───── Input data

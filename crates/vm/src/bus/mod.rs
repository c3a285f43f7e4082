//! Physical address space: DRAM plus the memory-mapped CLINT, PLIC and UART.

mod clint;
mod memory;
mod plic;
mod uart;

pub use clint::*;
pub use memory::*;
pub use plic::*;
pub use uart::*;

use crate::exception::Exception;

/// A memory-mapped device. `size` is the access width in bits (8, 16, 32
/// or 64) and `addr` is the absolute physical address.
pub trait Device {
    fn load(&self, addr: u64, size: u8) -> Result<u64, Exception>;
    fn store(&mut self, addr: u64, size: u8, value: u64) -> Result<(), Exception>;
}

pub struct Bus {
    pub clint: Clint,
    pub plic: Plic,
    pub uart: Uart,
    pub dram: Dram,
}

impl Bus {
    pub fn new(dram: Dram, uart: Uart) -> Self {
        Self {
            clint: Clint::new(),
            plic: Plic::new(),
            uart,
            dram,
        }
    }

    /// Routes a load to the device that owns `addr`. Unmapped addresses
    /// raise a load access fault.
    pub fn load(&self, addr: u64, size: u8) -> Result<u64, Exception> {
        if in_range(addr, CLINT_BASE, CLINT_SIZE) {
            return self.clint.load(addr, size);
        }
        if in_range(addr, PLIC_BASE, PLIC_SIZE) {
            return self.plic.load(addr, size);
        }
        if in_range(addr, UART_BASE, UART_SIZE) {
            return self.uart.load(addr, size);
        }
        if addr >= DRAM_BASE {
            return self.dram.load(addr, size);
        }
        Err(Exception::LoadAccessFault(addr))
    }

    pub fn store(&mut self, addr: u64, size: u8, value: u64) -> Result<(), Exception> {
        if in_range(addr, CLINT_BASE, CLINT_SIZE) {
            return self.clint.store(addr, size, value);
        }
        if in_range(addr, PLIC_BASE, PLIC_SIZE) {
            return self.plic.store(addr, size, value);
        }
        if in_range(addr, UART_BASE, UART_SIZE) {
            return self.uart.store(addr, size, value);
        }
        if addr >= DRAM_BASE {
            return self.dram.store(addr, size, value);
        }
        Err(Exception::StoreAmoAccessFault(addr))
    }
}

fn in_range(addr: u64, base: u64, size: u64) -> bool {
    addr >= base && addr - base < size
}

/// Number of bytes in an access of `size` bits, or `None` for widths the
/// bus does not support.
pub(crate) fn access_bytes(size: u8) -> Option<usize> {
    match size {
        8 | 16 | 32 | 64 => Some(size as usize / 8),
        _ => None,
    }
}
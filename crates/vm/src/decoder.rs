use crate::instruction::{
    AluOp, AmoOp, BranchCond, CsrOp, Instruction, LoadWidth, Width,
};
use crate::isa::Opcode;

/// Decodes a 32-bit RV64 instruction word.
///
/// Returns `None` for anything the emulator does not implement, including
/// the all-zero word and every compressed (16-bit) encoding. The caller
/// raises an illegal-instruction exception with the raw word as `tval`.
pub fn decode_full(word: u32) -> Option<Instruction> {
    if word & 0b11 != 0b11 {
        return None;
    }

    let opcode = Opcode::from_u8((word & 0x7f) as u8)?;

    let rd = ((word >> 7) & 0x1f) as usize;
    let funct3 = ((word >> 12) & 0x07) as u8;
    let rs1 = ((word >> 15) & 0x1f) as usize;
    let rs2 = ((word >> 20) & 0x1f) as usize;
    let funct7 = ((word >> 25) & 0x7f) as u8;
    let imm_i = ((word as i32) >> 20) as i64;

    match opcode {
        Opcode::Lui => Some(Instruction::Lui { rd, imm: extract_upper_imm(word) }),
        Opcode::Auipc => Some(Instruction::Auipc { rd, imm: extract_upper_imm(word) }),
        Opcode::Jal => Some(Instruction::Jal { rd, offset: extract_jal_offset(word) }),
        Opcode::Jalr => match funct3 {
            0x0 => Some(Instruction::Jalr { rd, rs1, offset: imm_i }),
            _ => None,
        },

        Opcode::Branch => {
            let cond = match funct3 {
                0x0 => BranchCond::Eq,
                0x1 => BranchCond::Ne,
                0x4 => BranchCond::Lt,
                0x5 => BranchCond::Ge,
                0x6 => BranchCond::Ltu,
                0x7 => BranchCond::Geu,
                _ => return None,
            };
            Some(Instruction::Branch { cond, rs1, rs2, offset: extract_branch_offset(word) })
        }

        Opcode::Load => {
            let width = match funct3 {
                0x0 => LoadWidth::Byte,
                0x1 => LoadWidth::Half,
                0x2 => LoadWidth::Word,
                0x3 => LoadWidth::Double,
                0x4 => LoadWidth::ByteUnsigned,
                0x5 => LoadWidth::HalfUnsigned,
                0x6 => LoadWidth::WordUnsigned,
                _ => return None,
            };
            Some(Instruction::Load { width, rd, rs1, offset: imm_i })
        }

        Opcode::Store => {
            let width = match funct3 {
                0x0 => Width::Byte,
                0x1 => Width::Half,
                0x2 => Width::Word,
                0x3 => Width::Double,
                _ => return None,
            };
            Some(Instruction::Store { width, rs1, rs2, offset: extract_store_offset(word) })
        }

        Opcode::OpImm => {
            // RV64 shifts take a 6-bit shamt; funct6 picks logical/arithmetic
            let shamt = ((word >> 20) & 0x3f) as i64;
            let funct6 = (word >> 26) & 0x3f;
            let (op, imm) = match (funct3, funct6) {
                (0x0, _) => (AluOp::Add, imm_i),
                (0x2, _) => (AluOp::Slt, imm_i),
                (0x3, _) => (AluOp::Sltu, imm_i),
                (0x4, _) => (AluOp::Xor, imm_i),
                (0x6, _) => (AluOp::Or, imm_i),
                (0x7, _) => (AluOp::And, imm_i),
                (0x1, 0x00) => (AluOp::Sll, shamt),
                (0x5, 0x00) => (AluOp::Srl, shamt),
                (0x5, 0x10) => (AluOp::Sra, shamt),
                _ => return None,
            };
            Some(Instruction::OpImm { op, rd, rs1, imm })
        }

        Opcode::OpImm32 => {
            let shamt = ((word >> 20) & 0x1f) as i64;
            let (op, imm) = match (funct3, funct7) {
                (0x0, _) => (AluOp::Add, imm_i),
                (0x1, 0x00) => (AluOp::Sll, shamt),
                (0x5, 0x00) => (AluOp::Srl, shamt),
                (0x5, 0x20) => (AluOp::Sra, shamt),
                _ => return None,
            };
            Some(Instruction::OpImm32 { op, rd, rs1, imm })
        }

        Opcode::Op => {
            let op = match (funct3, funct7) {
                (0x0, 0x00) => AluOp::Add,
                (0x0, 0x20) => AluOp::Sub,
                (0x1, 0x00) => AluOp::Sll,
                (0x2, 0x00) => AluOp::Slt,
                (0x3, 0x00) => AluOp::Sltu,
                (0x4, 0x00) => AluOp::Xor,
                (0x5, 0x00) => AluOp::Srl,
                (0x5, 0x20) => AluOp::Sra,
                (0x6, 0x00) => AluOp::Or,
                (0x7, 0x00) => AluOp::And,
                (0x0, 0x01) => AluOp::Mul,
                (0x1, 0x01) => AluOp::Mulh,
                (0x2, 0x01) => AluOp::Mulhsu,
                (0x3, 0x01) => AluOp::Mulhu,
                (0x4, 0x01) => AluOp::Div,
                (0x5, 0x01) => AluOp::Divu,
                (0x6, 0x01) => AluOp::Rem,
                (0x7, 0x01) => AluOp::Remu,
                _ => return None,
            };
            Some(Instruction::Op { op, rd, rs1, rs2 })
        }

        Opcode::Op32 => {
            let op = match (funct3, funct7) {
                (0x0, 0x00) => AluOp::Add,
                (0x0, 0x20) => AluOp::Sub,
                (0x1, 0x00) => AluOp::Sll,
                (0x5, 0x00) => AluOp::Srl,
                (0x5, 0x20) => AluOp::Sra,
                (0x0, 0x01) => AluOp::Mul,
                (0x4, 0x01) => AluOp::Div,
                (0x5, 0x01) => AluOp::Divu,
                (0x6, 0x01) => AluOp::Rem,
                (0x7, 0x01) => AluOp::Remu,
                _ => return None,
            };
            Some(Instruction::Op32 { op, rd, rs1, rs2 })
        }

        Opcode::MiscMem => match funct3 {
            0x0 => Some(Instruction::Fence),
            0x1 => Some(Instruction::FenceI),
            _ => None,
        },

        Opcode::Amo => decode_amo(word, rd, funct3, rs1, rs2),

        Opcode::System => decode_system(word, rd, funct3, rs1, rs2, funct7),
    }
}

fn decode_amo(word: u32, rd: usize, funct3: u8, rs1: usize, rs2: usize) -> Option<Instruction> {
    let width = match funct3 {
        0x2 => Width::Word,
        0x3 => Width::Double,
        _ => return None,
    };
    // bits 26:25 are aq/rl; ordering is a no-op on a single hart
    let funct5 = (word >> 27) & 0x1f;
    let op = match funct5 {
        0x02 if rs2 == 0 => return Some(Instruction::Lr { width, rd, rs1 }),
        0x03 => return Some(Instruction::Sc { width, rd, rs1, rs2 }),
        0x01 => AmoOp::Swap,
        0x00 => AmoOp::Add,
        0x04 => AmoOp::Xor,
        0x0c => AmoOp::And,
        0x08 => AmoOp::Or,
        0x10 => AmoOp::Min,
        0x14 => AmoOp::Max,
        0x18 => AmoOp::Minu,
        0x1c => AmoOp::Maxu,
        _ => return None,
    };
    Some(Instruction::Amo { op, width, rd, rs1, rs2 })
}

fn decode_system(
    word: u32,
    rd: usize,
    funct3: u8,
    rs1: usize,
    rs2: usize,
    funct7: u8,
) -> Option<Instruction> {
    let csr = (word >> 20) as u16;
    let op = match funct3 {
        0x0 => {
            return match word {
                0x0000_0073 => Some(Instruction::Ecall),
                0x0010_0073 => Some(Instruction::Ebreak),
                0x1020_0073 => Some(Instruction::Sret),
                0x3020_0073 => Some(Instruction::Mret),
                0x1050_0073 => Some(Instruction::Wfi),
                _ if funct7 == 0x09 && rd == 0 => Some(Instruction::SfenceVma { rs1, rs2 }),
                _ => None,
            }
        }
        0x1 | 0x5 => CsrOp::ReadWrite,
        0x2 | 0x6 => CsrOp::ReadSet,
        0x3 | 0x7 => CsrOp::ReadClear,
        _ => return None,
    };
    if funct3 & 0x4 == 0 {
        Some(Instruction::Csr { op, rd, rs1, csr })
    } else {
        // rs1 field holds a 5-bit zero-extended immediate
        Some(Instruction::CsrImm { op, rd, uimm: rs1 as u64, csr })
    }
}

fn extract_upper_imm(word: u32) -> i64 {
    (word & 0xffff_f000) as i32 as i64
}

fn extract_store_offset(word: u32) -> i64 {
    let imm11_5 = ((word >> 25) & 0x7f) << 5;
    let imm4_0 = (word >> 7) & 0x1f;
    let imm = (imm11_5 | imm4_0) as i32;
    ((imm << 20) >> 20) as i64
}

fn extract_branch_offset(word: u32) -> i64 {
    let imm12 = ((word >> 31) & 0x1) << 12;
    let imm10_5 = ((word >> 25) & 0x3f) << 5;
    let imm4_1 = ((word >> 8) & 0xf) << 1;
    let imm11 = ((word >> 7) & 0x1) << 11;
    let imm = (imm12 | imm11 | imm10_5 | imm4_1) as i32;
    ((imm << 19) >> 19) as i64
}

fn extract_jal_offset(word: u32) -> i64 {
    let imm20 = ((word >> 31) & 0x1) << 20;
    let imm10_1 = ((word >> 21) & 0x3ff) << 1;
    let imm11 = ((word >> 20) & 0x1) << 11;
    let imm19_12 = ((word >> 12) & 0xff) << 12;
    let imm = (imm20 | imm19_12 | imm11 | imm10_1) as i32;
    ((imm << 11) >> 11) as i64
}

#[cfg(test)]
mod tests {
    use super::*;

    #[test]
    fn decodes_immediates_with_sign() {
        // addi a0, zero, -1
        assert_eq!(
            decode_full(0xfff0_0513),
            Some(Instruction::OpImm { op: AluOp::Add, rd: 10, rs1: 0, imm: -1 })
        );
        // sd ra, -8(sp)
        assert_eq!(
            decode_full(0xfe11_3c23),
            Some(Instruction::Store { width: Width::Double, rs1: 2, rs2: 1, offset: -8 })
        );
        // beq zero, zero, -4
        assert_eq!(
            decode_full(0xfe00_0ee3),
            Some(Instruction::Branch { cond: BranchCond::Eq, rs1: 0, rs2: 0, offset: -4 })
        );
        // jal zero, -8
        assert_eq!(decode_full(0xff9f_f06f), Some(Instruction::Jal { rd: 0, offset: -8 }));
        // lui a0, 0x80000
        assert_eq!(
            decode_full(0x8000_0537),
            Some(Instruction::Lui { rd: 10, imm: -0x8000_0000 })
        );
    }

    #[test]
    fn decodes_rv64_shifts_and_word_ops() {
        // srai a0, a0, 63
        assert_eq!(
            decode_full(0x43f5_5513),
            Some(Instruction::OpImm { op: AluOp::Sra, rd: 10, rs1: 10, imm: 63 })
        );
        // addiw a0, a0, 1
        assert_eq!(
            decode_full(0x0015_051b),
            Some(Instruction::OpImm32 { op: AluOp::Add, rd: 10, rs1: 10, imm: 1 })
        );
        // divuw a0, a1, a2
        assert_eq!(
            decode_full(0x02c5_d53b),
            Some(Instruction::Op32 { op: AluOp::Divu, rd: 10, rs1: 11, rs2: 12 })
        );
    }

    #[test]
    fn decodes_system_and_csr() {
        assert_eq!(decode_full(0x0000_0073), Some(Instruction::Ecall));
        assert_eq!(decode_full(0x3020_0073), Some(Instruction::Mret));
        assert_eq!(decode_full(0x1200_0073), Some(Instruction::SfenceVma { rs1: 0, rs2: 0 }));
        // csrrw zero, mtvec, t0
        assert_eq!(
            decode_full(0x3052_9073),
            Some(Instruction::Csr { op: CsrOp::ReadWrite, rd: 0, rs1: 5, csr: 0x305 })
        );
        // csrrsi zero, mstatus, 8
        assert_eq!(
            decode_full(0x3004_6073),
            Some(Instruction::CsrImm { op: CsrOp::ReadSet, rd: 0, uimm: 8, csr: 0x300 })
        );
    }

    #[test]
    fn decodes_atomics() {
        // lr.w a0, (a1)
        assert_eq!(
            decode_full(0x1005_a52f),
            Some(Instruction::Lr { width: Width::Word, rd: 10, rs1: 11 })
        );
        // amoadd.d a0, a2, (a1)
        assert_eq!(
            decode_full(0x00c5_b52f),
            Some(Instruction::Amo { op: AmoOp::Add, width: Width::Double, rd: 10, rs1: 11, rs2: 12 })
        );
    }

    #[test]
    fn rejects_unknown_words() {
        assert_eq!(decode_full(0x0000_0000), None);
        assert_eq!(decode_full(0xffff_ffff), None);
        // c.li a0, 1 (compressed)
        assert_eq!(decode_full(0x0000_4505), None);
    }
}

──────────

§ What is needed:
Considering only lines that contain the word "Result", say how many there are in the data, with no other text.

§ Task answer:
4